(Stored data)
--- START ---

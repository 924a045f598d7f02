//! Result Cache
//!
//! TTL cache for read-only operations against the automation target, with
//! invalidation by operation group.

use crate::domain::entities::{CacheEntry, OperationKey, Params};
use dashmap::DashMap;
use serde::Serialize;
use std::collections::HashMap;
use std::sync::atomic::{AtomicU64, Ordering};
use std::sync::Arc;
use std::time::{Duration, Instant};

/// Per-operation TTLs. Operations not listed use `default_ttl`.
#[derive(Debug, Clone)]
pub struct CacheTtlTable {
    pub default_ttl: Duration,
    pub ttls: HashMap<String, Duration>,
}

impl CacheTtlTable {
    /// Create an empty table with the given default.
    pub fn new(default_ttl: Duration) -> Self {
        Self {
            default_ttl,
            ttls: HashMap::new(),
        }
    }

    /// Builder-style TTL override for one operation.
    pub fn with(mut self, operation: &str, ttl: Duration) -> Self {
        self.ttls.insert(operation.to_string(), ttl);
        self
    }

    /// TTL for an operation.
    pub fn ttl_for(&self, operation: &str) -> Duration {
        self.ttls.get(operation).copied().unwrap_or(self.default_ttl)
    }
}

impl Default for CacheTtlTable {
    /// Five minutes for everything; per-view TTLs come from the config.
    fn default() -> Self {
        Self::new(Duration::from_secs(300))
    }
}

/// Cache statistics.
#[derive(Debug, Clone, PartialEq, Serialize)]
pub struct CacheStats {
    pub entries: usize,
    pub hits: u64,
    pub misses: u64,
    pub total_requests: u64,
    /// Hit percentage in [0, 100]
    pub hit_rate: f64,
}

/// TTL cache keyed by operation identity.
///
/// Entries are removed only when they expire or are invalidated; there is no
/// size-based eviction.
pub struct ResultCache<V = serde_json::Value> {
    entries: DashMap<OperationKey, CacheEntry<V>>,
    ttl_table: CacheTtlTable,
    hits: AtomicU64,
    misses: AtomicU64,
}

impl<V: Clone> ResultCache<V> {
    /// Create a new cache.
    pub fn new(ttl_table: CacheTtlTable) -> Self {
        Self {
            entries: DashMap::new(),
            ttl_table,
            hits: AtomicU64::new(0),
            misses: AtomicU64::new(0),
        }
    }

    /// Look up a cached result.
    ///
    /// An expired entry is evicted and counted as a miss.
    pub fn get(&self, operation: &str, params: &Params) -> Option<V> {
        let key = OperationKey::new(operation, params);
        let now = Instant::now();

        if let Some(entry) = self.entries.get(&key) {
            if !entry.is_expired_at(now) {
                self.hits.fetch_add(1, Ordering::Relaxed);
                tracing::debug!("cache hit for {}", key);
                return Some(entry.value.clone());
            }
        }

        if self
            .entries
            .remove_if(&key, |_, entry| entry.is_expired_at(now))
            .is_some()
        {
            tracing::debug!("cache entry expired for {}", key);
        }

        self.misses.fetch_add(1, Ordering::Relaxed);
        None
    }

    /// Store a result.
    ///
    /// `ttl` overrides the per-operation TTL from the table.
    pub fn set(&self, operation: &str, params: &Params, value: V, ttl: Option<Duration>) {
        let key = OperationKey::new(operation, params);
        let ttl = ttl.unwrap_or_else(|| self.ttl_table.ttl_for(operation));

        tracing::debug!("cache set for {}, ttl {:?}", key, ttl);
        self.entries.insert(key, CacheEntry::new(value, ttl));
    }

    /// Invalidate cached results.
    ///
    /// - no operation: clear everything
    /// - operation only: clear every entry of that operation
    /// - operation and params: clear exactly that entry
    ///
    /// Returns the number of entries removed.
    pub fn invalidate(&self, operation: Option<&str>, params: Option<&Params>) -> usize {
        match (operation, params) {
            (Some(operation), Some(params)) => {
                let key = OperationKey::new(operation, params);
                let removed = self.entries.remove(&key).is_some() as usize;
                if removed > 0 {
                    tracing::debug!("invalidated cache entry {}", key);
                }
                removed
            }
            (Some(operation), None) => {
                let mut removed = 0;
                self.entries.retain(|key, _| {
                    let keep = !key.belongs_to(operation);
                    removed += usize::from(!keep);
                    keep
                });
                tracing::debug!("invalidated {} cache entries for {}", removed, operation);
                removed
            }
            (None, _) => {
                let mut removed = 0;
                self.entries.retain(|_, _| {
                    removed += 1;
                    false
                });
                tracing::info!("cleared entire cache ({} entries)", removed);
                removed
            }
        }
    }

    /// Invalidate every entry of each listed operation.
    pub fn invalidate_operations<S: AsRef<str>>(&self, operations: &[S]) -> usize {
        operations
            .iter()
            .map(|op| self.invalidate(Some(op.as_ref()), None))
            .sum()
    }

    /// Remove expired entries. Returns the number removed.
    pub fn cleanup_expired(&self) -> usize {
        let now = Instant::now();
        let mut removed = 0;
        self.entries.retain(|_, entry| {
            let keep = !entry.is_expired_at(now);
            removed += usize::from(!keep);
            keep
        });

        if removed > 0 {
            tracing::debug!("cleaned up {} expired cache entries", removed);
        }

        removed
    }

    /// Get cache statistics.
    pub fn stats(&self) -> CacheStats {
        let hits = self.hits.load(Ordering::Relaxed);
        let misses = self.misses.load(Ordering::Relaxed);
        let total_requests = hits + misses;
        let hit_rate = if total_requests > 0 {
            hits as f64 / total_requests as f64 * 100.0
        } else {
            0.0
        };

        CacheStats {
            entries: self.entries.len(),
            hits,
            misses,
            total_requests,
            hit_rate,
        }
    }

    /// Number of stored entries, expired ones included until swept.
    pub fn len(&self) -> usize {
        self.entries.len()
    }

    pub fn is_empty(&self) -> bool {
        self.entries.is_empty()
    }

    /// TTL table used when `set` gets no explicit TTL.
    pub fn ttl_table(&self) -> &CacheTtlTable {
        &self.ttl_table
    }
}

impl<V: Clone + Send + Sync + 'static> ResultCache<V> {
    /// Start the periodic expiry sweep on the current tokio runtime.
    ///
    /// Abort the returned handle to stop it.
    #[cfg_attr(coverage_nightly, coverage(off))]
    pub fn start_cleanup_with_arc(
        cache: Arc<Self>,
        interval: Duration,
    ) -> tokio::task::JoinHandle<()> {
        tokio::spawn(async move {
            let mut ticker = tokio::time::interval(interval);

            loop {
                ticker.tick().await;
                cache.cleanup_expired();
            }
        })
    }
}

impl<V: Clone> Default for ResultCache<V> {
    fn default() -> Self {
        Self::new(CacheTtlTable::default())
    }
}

--- END ---

TASK TO CARRY OUT -> Each line of the data above is to be duplicated exactly.

COMPLETED TASK ->
repository 924a045f598d7f02
//! Result Cache
//!
//! TTL cache for read-only operations against the automation target, with
//! invalidation by operation group.

use crate::domain::entities::{CacheEntry, OperationKey, Params};
use dashmap::DashMap;
use serde::Serialize;
use std::collections::HashMap;
use std::sync::atomic::{AtomicU64, Ordering};
use std::sync::Arc;
use std::time::{Duration, Instant};

/// Per-operation TTLs. Operations not listed use `default_ttl`.
#[derive(Debug, Clone)]
pub struct CacheTtlTable {
    pub default_ttl: Duration,
    pub ttls: HashMap<String, Duration>,
}

impl CacheTtlTable {
    /// Create an empty table with the given default.
    pub fn new(default_ttl: Duration) -> Self {
        Self {
            default_ttl,
            ttls: HashMap::new(),
        }
    }

    /// Builder-style TTL override for one operation.
    pub fn with(mut self, operation: &str, ttl: Duration) -> Self {
        self.ttls.insert(operation.to_string(), ttl);
        self
    }

    /// TTL for an operation.
    pub fn ttl_for(&self, operation: &str) -> Duration {
        self.ttls.get(operation).copied().unwrap_or(self.default_ttl)
    }
}

impl Default for CacheTtlTable {
    /// Five minutes for everything; per-view TTLs come from the config.
    fn default() -> Self {
        Self::new(Duration::from_secs(300))
    }
}

/// Cache statistics.
#[derive(Debug, Clone, PartialEq, Serialize)]
pub struct CacheStats {
    pub entries: usize,
    pub hits: u64,
    pub misses: u64,
    pub total_requests: u64,
    /// Hit percentage in [0, 100]
    pub hit_rate: f64,
}

/// TTL cache keyed by operation identity.
///
/// Entries are removed only when they expire or are invalidated; there is no
/// size-based eviction.
pub struct ResultCache<V = serde_json::Value> {
    entries: DashMap<OperationKey, CacheEntry<V>>,
    ttl_table: CacheTtlTable,
    hits: AtomicU64,
    misses: AtomicU64,
}

impl<V: Clone> ResultCache<V> {
    /// Create a new cache.
    pub fn new(ttl_table: CacheTtlTable) -> Self {
        Self {
            entries: DashMap::new(),
            ttl_table,
            hits: AtomicU64::new(0),
            misses: AtomicU64::new(0),
        }
    }

    /// Look up a cached result.
    ///
    /// An expired entry is evicted and counted as a miss.
    pub fn get(&self, operation: &str, params: &Params) -> Option<V> {
        let key = OperationKey::new(operation, params);
        let now = Instant::now();

        if let Some(entry) = self.entries.get(&key) {
            if !entry.is_expired_at(now) {
                self.hits.fetch_add(1, Ordering::Relaxed);
                tracing::debug!("cache hit for {}", key);
                return Some(entry.value.clone());
            }
        }

        if self
            .entries
            .remove_if(&key, |_, entry| entry.is_expired_at(now))
            .is_some()
        {
            tracing::debug!("cache entry expired for {}", key);
        }

        self.misses.fetch_add(1, Ordering::Relaxed);
        None
    }

    /// Store a result.
    ///
    /// `ttl` overrides the per-operation TTL from the table.
    pub fn set(&self, operation: &str, params: &Params, value: V, ttl: Option<Duration>) {
        let key = OperationKey::new(operation, params);
        let ttl = ttl.unwrap_or_else(|| self.ttl_table.ttl_for(operation));

        tracing::debug!("cache set for {}, ttl {:?}", key, ttl);
        self.entries.insert(key, CacheEntry::new(value, ttl));
    }

    /// Invalidate cached results.
    ///
    /// - no operation: clear everything
    /// - operation only: clear every entry of that operation
    /// - operation and params: clear exactly that entry
    ///
    /// Returns the number of entries removed.
    pub fn invalidate(&self, operation: Option<&str>, params: Option<&Params>) -> usize {
        match (operation, params) {
            (Some(operation), Some(params)) => {
                let key = OperationKey::new(operation, params);
                let removed = self.entries.remove(&key).is_some() as usize;
                if removed > 0 {
                    tracing::debug!("invalidated cache entry {}", key);
                }
                removed
            }
            (Some(operation), None) => {
                let mut removed = 0;
                self.entries.retain(|key, _| {
                    let keep = !key.belongs_to(operation);
                    removed += usize::from(!keep);
                    keep
                });
                tracing::debug!("invalidated {} cache entries for {}", removed, operation);
                removed
            }
            (None, _) => {
                let mut removed = 0;
                self.entries.retain(|_, _| {
                    removed += 1;
                    false
                });
                tracing::info!("cleared entire cache ({} entries)", removed);
                removed
            }
        }
    }

    /// Invalidate every entry of each listed operation.
    pub fn invalidate_operations<S: AsRef<str>>(&self, operations: &[S]) -> usize {
        operations
            .iter()
            .map(|op| self.invalidate(Some(op.as_ref()), None))
            .sum()
    }

    /// Remove expired entries. Returns the number removed.
    pub fn cleanup_expired(&self) -> usize {
        let now = Instant::now();
        let mut removed = 0;
        self.entries.retain(|_, entry| {
            let keep = !entry.is_expired_at(now);
            removed += usize::from(!keep);
            keep
        });

        if removed > 0 {
            tracing::debug!("cleaned up {} expired cache entries", removed);
        }

        removed
    }

    /// Get cache statistics.
    pub fn stats(&self) -> CacheStats {
        let hits = self.hits.load(Ordering::Relaxed);
        let misses = self.misses.load(Ordering::Relaxed);
        let total_requests = hits + misses;
        let hit_rate = if total_requests > 0 {
            hits as f64 / total_requests as f64 * 100.0
        } else {
            0.0
        };

        CacheStats {
            entries: self.entries.len(),
            hits,
            misses,
            total_requests,
            hit_rate,
        }
    }

    /// Number of stored entries, expired ones included until swept.
    pub fn len(&self) -> usize {
        self.entries.len()
    }

    pub fn is_empty(&self) -> bool {
        self.entries.is_empty()
    }

    /// TTL table used when `set` gets no explicit TTL.
    pub fn ttl_table(&self) -> &CacheTtlTable {
        &self.ttl_table
    }
}

impl<V: Clone + Send + Sync + 'static> ResultCache<V> {
    /// Start the periodic expiry sweep on the current tokio runtime.
    ///
    /// Abort the returned handle to stop it.
    #[cfg_attr(coverage_nightly, coverage(off))]
    pub fn start_cleanup_with_arc(
        cache: Arc<Self>,
        interval: Duration,
    ) -> tokio::task::JoinHandle<()> {
        tokio::spawn(async move {
            let mut ticker = tokio::time::interval(interval);

            loop {
                ticker.tick().await;
                cache.cleanup_expired();
            }
        })
    }
}

impl<V: Clone> Default for ResultCache<V> {
    fn default() -> Self {
        Self::new(CacheTtlTable::default())
    }
}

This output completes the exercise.